Following an inquiry which took evidence from the Department of Transport (DfT), Network Rail (NR) and local politicians, the committee has published a report on IRP that says it must be thoroughly reassessed “to ensure this once in a generation investment in rail is not a missed opportunity to address regional imbalances.”

The report says that key elements were left out of DfT’s analysis of the wider economic impact of the different options set out for Northern Powerhouse Rail, with the result that value for money and economic return cannot be compared and validated.

The committee calls for a full analysis of these wider economic impacts, and that a full benefit:cost ratio (BCR) should be produced for the different Northern Powerhouse Rail options.

If the results demonstrate that other options offer better value and outcomes for the taxpayer, the economy and local communities, the government must “grasp the nettle” and make the necessary changes.

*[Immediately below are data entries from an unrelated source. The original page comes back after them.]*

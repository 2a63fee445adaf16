//! Token amounts in smallest units.
//!
//! Prices and payment values travel as decimal strings of the token's
//! smallest unit (USDC micro-units: `1000` is $0.001).

use std::fmt::{self, Display, Formatter};
use std::str::FromStr;

use alloy_primitives::U256;
use rust_decimal::Decimal;
use serde::de::{self, Visitor};
use serde::{Deserialize, Deserializer, Serialize, Serializer};

/// An integer amount of a token in its smallest unit.
///
/// Serialized as a decimal string; deserialization also accepts a JSON
/// integer.
#[derive(Debug, Clone, Copy, PartialEq, Eq, PartialOrd, Ord, Hash, Default)]
pub struct TokenAmount(pub U256);

impl TokenAmount {
    /// Creates an amount from a `u64` count of smallest units.
    #[must_use]
    pub fn from_units(units: u64) -> Self {
        Self(U256::from(units))
    }

    /// Returns the raw integer value.
    #[must_use]
    pub const fn as_u256(&self) -> U256 {
        self.0
    }

    /// Renders the amount as a dollar string with six decimals, e.g. `$0.001000`.
    ///
    /// Amounts too large for a decimal fall back to the token-unit rendering.
    #[must_use]
    pub fn format_usd(&self, decimals: u8) -> String {
        u128::try_from(self.0)
            .ok()
            .and_then(|units| i128::try_from(units).ok())
            .and_then(|units| Decimal::try_from_i128_with_scale(units, u32::from(decimals)).ok())
            .map_or_else(
                || format!("${}", format_units(self.0, decimals, 6)),
                |d| format!("${:.6}", d.round_dp(6)),
            )
    }
}

impl From<u64> for TokenAmount {
    fn from(units: u64) -> Self {
        Self::from_units(units)
    }
}

impl From<U256> for TokenAmount {
    fn from(value: U256) -> Self {
        Self(value)
    }
}

impl Display for TokenAmount {
    fn fmt(&self, f: &mut Formatter<'_>) -> fmt::Result {
        write!(f, "{}", self.0)
    }
}

/// Error parsing a [`TokenAmount`] from text.
#[derive(Debug, thiserror::Error)]
#[error("invalid token amount {0:?}: expected a non-negative decimal integer")]
pub struct ParseAmountError(String);

impl FromStr for TokenAmount {
    type Err = ParseAmountError;

    fn from_str(s: &str) -> Result<Self, Self::Err> {
        let trimmed = s.trim();
        if trimmed.is_empty() || !trimmed.bytes().all(|b| b.is_ascii_digit()) {
            return Err(ParseAmountError(s.to_owned()));
        }
        U256::from_str_radix(trimmed, 10)
            .map(Self)
            .map_err(|_| ParseAmountError(s.to_owned()))
    }
}

impl Serialize for TokenAmount {
    fn serialize<S: Serializer>(&self, serializer: S) -> Result<S::Ok, S::Error> {
        serializer.serialize_str(&self.0.to_string())
    }
}

struct TokenAmountVisitor;

impl Visitor<'_> for TokenAmountVisitor {
    type Value = TokenAmount;

    fn expecting(&self, f: &mut Formatter<'_>) -> fmt::Result {
        f.write_str("a non-negative integer or its decimal string")
    }

    fn visit_u64<E: de::Error>(self, v: u64) -> Result<Self::Value, E> {
        Ok(TokenAmount::from_units(v))
    }

    fn visit_i64<E: de::Error>(self, v: i64) -> Result<Self::Value, E> {
        u64::try_from(v)
            .map(TokenAmount::from_units)
            .map_err(|_| E::custom("amount must be non-negative"))
    }

    fn visit_str<E: de::Error>(self, v: &str) -> Result<Self::Value, E> {
        v.parse().map_err(E::custom)
    }
}

impl<'de> Deserialize<'de> for TokenAmount {
    fn deserialize<D: Deserializer<'de>>(deserializer: D) -> Result<Self, D::Error> {
        deserializer.deserialize_any(TokenAmountVisitor)
    }
}

/// Formats `amount` scaled down by `decimals`, rounded half-up to `places`
/// fractional digits.
///
/// ```
/// use alloy_primitives::U256;
/// use clawpoly::amount::format_units;
///
/// let wei = U256::from(1_234_567_890_000_000_000u64);
/// assert_eq!(format_units(wei, 18, 6), "1.234568");
/// ```
#[must_use]
pub fn format_units(amount: U256, decimals: u8, places: u8) -> String {
    let ten = U256::from(10u8);
    let base = ten.pow(U256::from(decimals));
    let precision = ten.pow(U256::from(places));
    let scaled = amount
        .saturating_mul(precision)
        .saturating_add(base / U256::from(2u8))
        / base;
    let whole = scaled / precision;
    if places == 0 {
        return whole.to_string();
    }
    let frac = (scaled % precision).to_string();
    format!("{whole}.{frac:0>width$}", width = usize::from(places))
}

The committee is concerned that the case for the IRP is based on a best-case scenario which may not come to pass. The promised journey times may not be feasible and the issue of how to increase capacity for local passenger services and freight has been overlooked.

The report says that the original purpose of Northern Powerhouse Rail, to support economic development of the north of England by connecting its major cities, is at risk due to decisions taken by DfT which have disappointed cities such as Leeds and Bradford.

Revised plans for the eastern leg of HS2 Phase 2b will see the planned Birmingham - Leeds route terminate at East Midlands Parkway near Nottingham. The report says that project promoter HS2 Ltd was unable to tell the inquiry how much the revised project would cost.

The committee therefore calls on DfT to publish an updated BCR for the entire HS2 project by March 2023, including a direct comparison between the original and revised plans for the eastern leg of Phase 2b.

Work is urgently needed to demonstrate the government’s commitment to high-speed connections to Leeds, the report says. The committee also asks the government to commit to supporting the redevelopment of Leeds station by 2035.

“The business case of HS2 was based on it going east to Leeds,” says Mr Huw Merriman, chair of the Commons Transport Select Committee. “Now, it stops in the East Midlands without any understanding of how much money is saved.”

“The government must demonstrate the rationale for its decisions. An investment of this substantial sum must be based on the best evidence and the best value for money,” Merriman says. “It must bring the greatest overall benefit to rail services, the economy, environment and communities across the north and midlands.”

“We cannot afford this to be an excuse to delay the plans already committed in the IRP,” says Mr Justin Moss, chair of the Railway Industry Association (RIA) North. “We continue to call for the HS2 eastern Leg and Northern Powerhouse Rail schemes be reinstated in full, as only by doing so will the full benefits of both schemes be realised.”